__Work required__: State how many lines in the listing contain the string "Cubic", and add nothing to that number.

__Given records__:
#[cfg(test)]
mod tests {
    use super::*;
    use crate::processing::buffer::Channels;

    fn create_test_image(width: u32, height: u32) -> PixelBuffer {
        PixelBuffer::from_fn(width, height, Channels::Rgb, |x, y| {
            let intensity = ((x + y) % 255) as u8;
            [intensity, intensity, intensity, 255]
        })
        .unwrap()
    }

    fn request(width: u32, height: u32, fit: FitMode) -> ResizeRequest {
        ResizeRequest {
            width,
            height,
            fit,
            position: CropPosition::Centre,
            kernel: Kernel::Lanczos3,
            background: Background([255, 0, 0, 255]),
        }
    }

    #[test]
    fn test_kernel_weights() {
        for kernel in [Kernel::Cubic, Kernel::Mitchell, Kernel::Lanczos2, Kernel::Lanczos3] {
            assert!(kernel.weight(0.0) > 0.5, "{:?}", kernel);
            assert_eq!(kernel.weight(kernel.radius() + 0.1), 0.0);
        }
        assert_eq!(Kernel::Cubic.weight(1.0), 0.0);
        assert!((Kernel::Lanczos3.weight(0.0) - 1.0).abs() < 1e-6);
    }

    #[test]
    fn test_contributions_are_normalized() {
        for (src, dst) in [(1000, 640), (10, 37), (5, 5)] {
            for c in contributions(src, dst, Kernel::Lanczos3) {
                let sum: f32 = c.weights.iter().sum();
                assert!((sum - 1.0).abs() < 1e-4);
                assert!(c.start + c.weights.len() <= src as usize);
            }
        }
    }

    #[test]
    fn test_flat_image_stays_flat() {
        let buffer = PixelBuffer::filled(50, 40, Channels::Rgba, &[10, 120, 230, 77]).unwrap();
        let kernels = [
            Kernel::Nearest,
            Kernel::Cubic,
            Kernel::Mitchell,
            Kernel::Lanczos2,
            Kernel::Lanczos3,
        ];
        for kernel in kernels {
            let out = Resampler::new(kernel).resample(&buffer, 23, 61).unwrap();
            assert!(out.as_bytes().chunks(4).all(|p| p == [10, 120, 230, 77]), "{:?}", kernel);
        }
    }

    #[test]
    fn test_fit_modes_produce_exact_dimensions() {
        let image = create_test_image(800, 600);
        for fit in [FitMode::Cover, FitMode::Contain, FitMode::Fill] {
            let out = resize(&image, &request(640, 392, fit), u64::MAX).unwrap();
            assert_eq!((out.width(), out.height()), (640, 392), "{:?}", fit);
        }
    }

    #[test]
    fn test_contain_pads_with_background() {
        let image = PixelBuffer::filled(100, 50, Channels::Rgb, &[0, 0, 255]).unwrap();
        let out = resize(&image, &request(100, 100, FitMode::Contain), u64::MAX).unwrap();
        assert_eq!(out.pixel(50, 0), &[255, 0, 0]);
        assert_eq!(out.pixel(50, 50), &[0, 0, 255]);
        assert_eq!(out.pixel(50, 99), &[255, 0, 0]);
    }

    #[test]
    fn test_contain_default_background_is_opaque_black() {
        let mut contain = request(40, 40, FitMode::Contain);
        contain.background = Background::default();

        let rgba = PixelBuffer::filled(40, 20, Channels::Rgba, &[200, 200, 200, 128]).unwrap();
        let out = resize(&rgba, &contain, u64::MAX).unwrap();
        assert_eq!(out.pixel(20, 0), &[0, 0, 0, 255]);

        let rgb = PixelBuffer::filled(40, 20, Channels::Rgb, &[200, 200, 200]).unwrap();
        let out = resize(&rgb, &contain, u64::MAX).unwrap();
        assert_eq!(out.pixel(20, 0), &[0, 0, 0]);
    }

    #[test]
    fn test_cover_gravity() {
        // Left half black, right half white
        let image = PixelBuffer::from_fn(200, 100, Channels::Luma, |x, _| {
            let v = if x < 100 { 0 } else { 255 };
            [v, v, v, 255]
        })
        .unwrap();

        let mut west = request(50, 50, FitMode::Cover);
        west.position = CropPosition::West;
        west.kernel = Kernel::Nearest;
        let out = resize(&image, &west, u64::MAX).unwrap();
        assert!(out.as_bytes().iter().all(|&v| v == 0));

        west.position = CropPosition::East;
        let out = resize(&image, &west, u64::MAX).unwrap();
        assert!(out.as_bytes().iter().all(|&v| v == 255));
    }

    #[test]
    fn test_cover_of_extreme_aspect_ratio() {
        // Scaling the whole strip to cover 100x100 would need 100_000x100 pixels
        let image = create_test_image(10_000, 10);
        let out = resize(&image, &request(100, 100, FitMode::Cover), 20_000).unwrap();
        assert_eq!((out.width(), out.height()), (100, 100));
    }

    #[test]
    fn test_resize_ceiling() {
        let image = create_test_image(10, 10);
        let err = resize(&image, &request(1000, 1000, FitMode::Fill), 10_000).unwrap_err();
        assert!(matches!(err, FastPipeError::ResourceLimit { .. }));

        let err = resize(&image, &request(0, 10, FitMode::Fill), u64::MAX).unwrap_err();
        assert!(matches!(err, FastPipeError::InvalidParameters { .. }));
    }

    #[test]
    fn test_extract_bounds() {
        let image = create_test_image(100, 80);
        let region = extract(&image, 10, 20, 30, 40).unwrap();
        assert_eq!((region.width(), region.height()), (30, 40));
        assert_eq!(region.pixel(0, 0), image.pixel(10, 20));

        assert!(extract(&image, 90, 0, 20, 10).is_err());
        assert!(extract(&image, 0, 0, 0, 10).is_err());
    }

    #[test]
    fn test_right_angle_rotations() {
        let image = create_test_image(30, 20);
        let quarter = rotate(&image, 90.0, Background::default(), u64::MAX).unwrap();
        assert_eq!((quarter.width(), quarter.height()), (20, 30));
        // Clockwise: bottom-left pixel moves to top-left
        assert_eq!(quarter.pixel(0, 0), image.pixel(0, 19));

        let full = rotate(&image, -360.0, Background::default(), u64::MAX).unwrap();
        assert_eq!(full, image);

        let back = rotate(&quarter, 270.0, Background::default(), u64::MAX).unwrap();
        assert_eq!(back, image);
    }

    #[test]
    fn test_arbitrary_rotation_expands_canvas() {
        let image = PixelBuffer::filled(40, 40, Channels::Rgb, &[200, 200, 200]).unwrap();
        let out = rotate(&image, 45.0, Background([0, 0, 0, 255]), u64::MAX).unwrap();
        assert_eq!((out.width(), out.height()), rotated_bounds(40, 40, 45.0));
        assert!(out.width() > 40);
        assert_eq!(out.pixel(0, 0), &[0, 0, 0]);
        let c = out.width() / 2;
        assert_eq!(out.pixel(c, c), &[200, 200, 200]);
    }

    #[test]
    fn test_flip_and_flop() {
        let image = create_test_image(5, 3);
        let flipped = flip(&image).unwrap();
        assert_eq!(flipped.pixel(1, 0), image.pixel(1, 2));
        let flopped = flop(&image).unwrap();
        assert_eq!(flopped.pixel(0, 1), image.pixel(4, 1));
        assert_eq!(flip(&flipped).unwrap(), image);
    }
}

__Task result__: 3